Of course Hillary and Bernie are at the top, since they are the only two major contenders on the Democrat side, so split the pool between them.
What's interesting is that how Scott Walker exited the race, and Jeb! scaled back his spending, because their donations dropped precipitously. Even though they got huge donations last quarter, they spent the money as fast as they could. Presidential campaigns are like venture capital that way: you spend money aggressively in order to make more money. If you are right, this strategy wins, if you are wrong, you go bankrupt quickly. (And going bankrupt quickly is preferable to being a zombie barely hanging in there).
Or, instead of the aggressive strategy, you could just play it cool for a bit, waiting for the press to get tired of Trump. As we say last election cycle, the press would suddenly get excited about a candidate for a bit, they'd shoot up in the polls, start to overspend, then the press would get bored, and their campaigns would go bankrupt. Those who lasted till the end were those who played a more conservative campaign. Maybe banking a bit of money now in order to tide you through the press's fickleness would be a good strategy.
Then there is the Rand Paul strategy. He's got a bunch of rabid followers (like me), so he can keep in the race until everyone has got tired of all the "normal" candidates. His father Ron used that strategy, and it works well.
Another way to look at candidate popularity (instead of polls and donations) is betting sites, as tracked by this site. While polls point to Trump and donations point to Carson, that site claims Rubio has the best chance of getting the Republican nomination by far. If you believe this is wrong, and if your beliefs are right, then you can go onto numerous online betting websites (including with Bitcoin) and make the appropriate bet.

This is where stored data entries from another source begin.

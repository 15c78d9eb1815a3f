//! Country domain model.
//!
//! # Invariants
//! - The storage id of a country is its upper-case ISO code.

use crate::model::entity::{Entity, EntityKind, Record, RecordError};
use chrono::{DateTime, Utc};
use serde::{Deserialize, Serialize};

#[derive(Debug, Clone, PartialEq, Serialize)]
pub struct Country {
    pub code: String,
    pub name: String,
    pub created_at: DateTime<Utc>,
    pub updated_at: DateTime<Utc>,
}

#[derive(Debug, Clone, Default, PartialEq, Eq, Deserialize)]
#[serde(deny_unknown_fields)]
pub struct NewCountry {
    pub code: String,
    pub name: String,
}

/// Only the display name is mutable; the code is the identity.
#[derive(Debug, Clone, Default, PartialEq, Eq, Deserialize)]
#[serde(deny_unknown_fields)]
pub struct CountryPatch {
    pub name: Option<String>,
}

impl Entity for Country {
    const KIND: EntityKind = EntityKind::Country;

    fn id(&self) -> &str {
        &self.code
    }

    fn to_record(&self) -> Record {
        let mut record =
            Record::new(Self::KIND, self.code.as_str()).with_field("name", self.name.as_str());
        record.created_at = self.created_at;
        record.updated_at = self.updated_at;
        record
    }

    fn from_record(record: &Record) -> Result<Self, RecordError> {
        record.expect_kind(Self::KIND)?;
        Ok(Self {
            code: record.id.clone(),
            name: record.text("name")?.to_string(),
            created_at: record.created_at,
            updated_at: record.updated_at,
        })
    }

    fn to_dict(&self) -> serde_json::Value {
        serde_json::json!({
            "code": self.code,
            "name": self.name,
            "created_at": self.created_at.to_rfc3339(),
            "updated_at": self.updated_at.to_rfc3339(),
        })
    }
}
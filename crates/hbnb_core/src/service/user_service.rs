//! User use-case service.
//!
//! # Invariants
//! - Emails are unique, compared case-insensitively.

use crate::manager::RepositoryManager;
use crate::model::entity::storage_now;
use crate::model::user::{NewUser, User, UserPatch};
use crate::service::{
    find, find_all, insert, parse_input, remove, replace, require, required_text, ModelError,
    ModelResult,
};
use once_cell::sync::Lazy;
use regex::Regex;
use uuid::Uuid;

static EMAIL_RE: Lazy<Regex> =
    Lazy::new(|| Regex::new(r"^[^@\s]+@[^@\s]+\.[^@\s]+$").expect("valid email regex"));

pub struct UserService<'m> {
    manager: &'m RepositoryManager,
}

impl<'m> UserService<'m> {
    pub fn new(manager: &'m RepositoryManager) -> Self {
        Self { manager }
    }

    pub fn create(&self, input: NewUser) -> ModelResult<User> {
        let _guard = self.manager.write_guard()?;
        let email = normalize_email(&input.email)?;
        self.ensure_email_available(&email, None)?;

        let now = storage_now();
        let user = User {
            id: Uuid::new_v4().to_string(),
            email,
            first_name: required_text("first_name", &input.first_name)?,
            last_name: required_text("last_name", &input.last_name)?,
            password: required_text("password", &input.password)?,
            is_admin: input.is_admin,
            created_at: now,
            updated_at: now,
        };
        insert(self.manager, &user)
    }

    pub fn create_from_json(&self, data: serde_json::Value) -> ModelResult<User> {
        self.create(parse_input(data)?)
    }

    pub fn get(&self, id: &str) -> ModelResult<Option<User>> {
        find(self.manager, id)
    }

    pub fn get_all(&self) -> ModelResult<Vec<User>> {
        find_all(self.manager)
    }

    pub fn update(&self, id: &str, patch: UserPatch) -> ModelResult<User> {
        let _guard = self.manager.write_guard()?;
        let mut user: User = require(self.manager, id)?;

        if let Some(email) = patch.email {
            let email = normalize_email(&email)?;
            self.ensure_email_available(&email, Some(&user.id))?;
            user.email = email;
        }
        if let Some(first_name) = patch.first_name {
            user.first_name = required_text("first_name", &first_name)?;
        }
        if let Some(last_name) = patch.last_name {
            user.last_name = required_text("last_name", &last_name)?;
        }
        if let Some(password) = patch.password {
            user.password = required_text("password", &password)?;
        }
        if let Some(is_admin) = patch.is_admin {
            user.is_admin = is_admin;
        }

        replace(self.manager, &user)
    }

    pub fn update_from_json(&self, id: &str, data: serde_json::Value) -> ModelResult<User> {
        self.update(id, parse_input(data)?)
    }

    pub fn delete(&self, id: &str) -> ModelResult<bool> {
        remove::<User>(self.manager, id)
    }

    fn ensure_email_available(&self, email: &str, except_id: Option<&str>) -> ModelResult<()> {
        let taken = self
            .get_all()?
            .into_iter()
            .any(|user| Some(user.id.as_str()) != except_id && user.email == email);
        if taken {
            return Err(ModelError::Conflict(format!("email `{email}` is already registered")));
        }
        Ok(())
    }
}

fn normalize_email(email: &str) -> ModelResult<String> {
    let normalized = email.trim().to_lowercase();
    if !EMAIL_RE.is_match(&normalized) {
        return Err(ModelError::Validation(format!("invalid email `{}`", email.trim())));
    }
    Ok(normalized)
}
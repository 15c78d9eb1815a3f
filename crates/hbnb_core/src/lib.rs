//! Core of the lodging-booking backend.
//!
//! Entities are persisted through one `Repository` contract with three
//! interchangeable backends (memory, JSON snapshot file, SQLite), selected
//! at startup by `RepositoryManager`.

pub mod config;
pub mod db;
pub mod logging;
pub mod manager;
pub mod model;
pub mod repo;
pub mod seed;
pub mod service;

pub use config::{AppConfig, ConfigError, RepositoryKind, StorageConfig};
pub use logging::{default_log_level, init_logging, logging_status, LogTarget};
pub use manager::{ManagerError, RepositoryManager};
pub use model::city::{City, CityPatch, NewCity};
pub use model::country::{Country, CountryPatch, NewCountry};
pub use model::entity::{Entity, EntityKind, FieldValue, Record, RecordError};
pub use model::place::{NewPlace, Place, PlacePatch};
pub use model::user::{NewUser, User, UserPatch};
pub use repo::file_repo::FileRepository;
pub use repo::memory_repo::MemoryRepository;
pub use repo::sqlite_repo::SqliteRepository;
pub use repo::{RepoError, RepoResult, Repository};
pub use seed::populate_countries;
pub use service::city_service::CityService;
pub use service::country_service::CountryService;
pub use service::place_service::PlaceService;
pub use service::user_service::UserService;
pub use service::{ModelError, ModelResult};

/// Returns the core crate version.
pub fn core_version() -> &'static str {
    env!("CARGO_PKG_VERSION")
}
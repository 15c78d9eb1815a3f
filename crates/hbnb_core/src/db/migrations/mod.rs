//! Ordered schema steps for the entity tables.
//!
//! # Invariants
//! - Step versions increase strictly; the last one is the schema version
//!   of this build.
//! - Tables mirror `EntityKind::fields()`; the database repository refuses
//!   connections where they drift apart.
//! - Pending steps run in a single transaction.

use crate::db::{DbError, DbResult};
use log::info;
use rusqlite::Connection;

struct SchemaStep {
    version: u32,
    name: &'static str,
    sql: &'static str,
}

const STEPS: &[SchemaStep] = &[SchemaStep {
    version: 1,
    name: "entities",
    sql: include_str!("0001_entities.sql"),
}];

/// Schema version produced by running every step.
pub fn latest_version() -> u32 {
    STEPS.iter().map(|step| step.version).max().unwrap_or(0)
}

/// Runs the steps newer than the connection's schema version.
///
/// # Errors
/// - `SchemaTooNew` when the database is ahead of this build.
/// - `Migration` naming the first failing step; earlier steps of the same
///   run are rolled back with it.
pub fn apply_migrations(conn: &mut Connection) -> DbResult<()> {
    let found = current_user_version(conn)?;
    let supported = latest_version();
    if found > supported {
        return Err(DbError::SchemaTooNew { found, supported });
    }

    let pending = STEPS
        .iter()
        .filter(|step| step.version > found)
        .collect::<Vec<_>>();
    if pending.is_empty() {
        return Ok(());
    }

    let tx = conn.transaction()?;
    for step in &pending {
        tx.execute_batch(step.sql)
            .and_then(|()| tx.pragma_update(None, "user_version", step.version))
            .map_err(|source| DbError::Migration {
                version: step.version,
                name: step.name,
                source,
            })?;
    }
    tx.commit()?;

    info!(
        "event=db_migrate module=db status=ok from={} to={} steps={}",
        found,
        supported,
        pending.len()
    );
    Ok(())
}

/// Reads the schema version stored in `PRAGMA user_version`.
pub fn current_user_version(conn: &Connection) -> DbResult<u32> {
    Ok(conn.pragma_query_value(None, "user_version", |row| row.get::<_, u32>(0))?)
}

In theory, online betting sides are the worst way to predict the winner. Yes, I said worst. That's because if there was enough liquidity in the market for them to be statistically valid, then there would also be enough liquidity for hedging. Consider Rubio. Now that he is leading among betters, he can then invest in betting on his competition. Should his campaign falter (donations drop, lose popularity), then the odds of his competitors will go up. He can thus sell those contracts and make a ton of money, enough to be overcome the drop in donations. Or, everyone can hedge their bets for candidates they know will be hostile to their interests. For example, all 1%ers should be buying contracts betting on Bernie Sanders winning. Sure, they'll lose money as Sanders taxes them to death, but they'll earn a lot of money at 10 to 1 odds on the betting sites.
There have been lots of article on the "wisdom of the crowds", but sadly, none have pointed out this hedging angle that makes their predictions inherently inaccurate.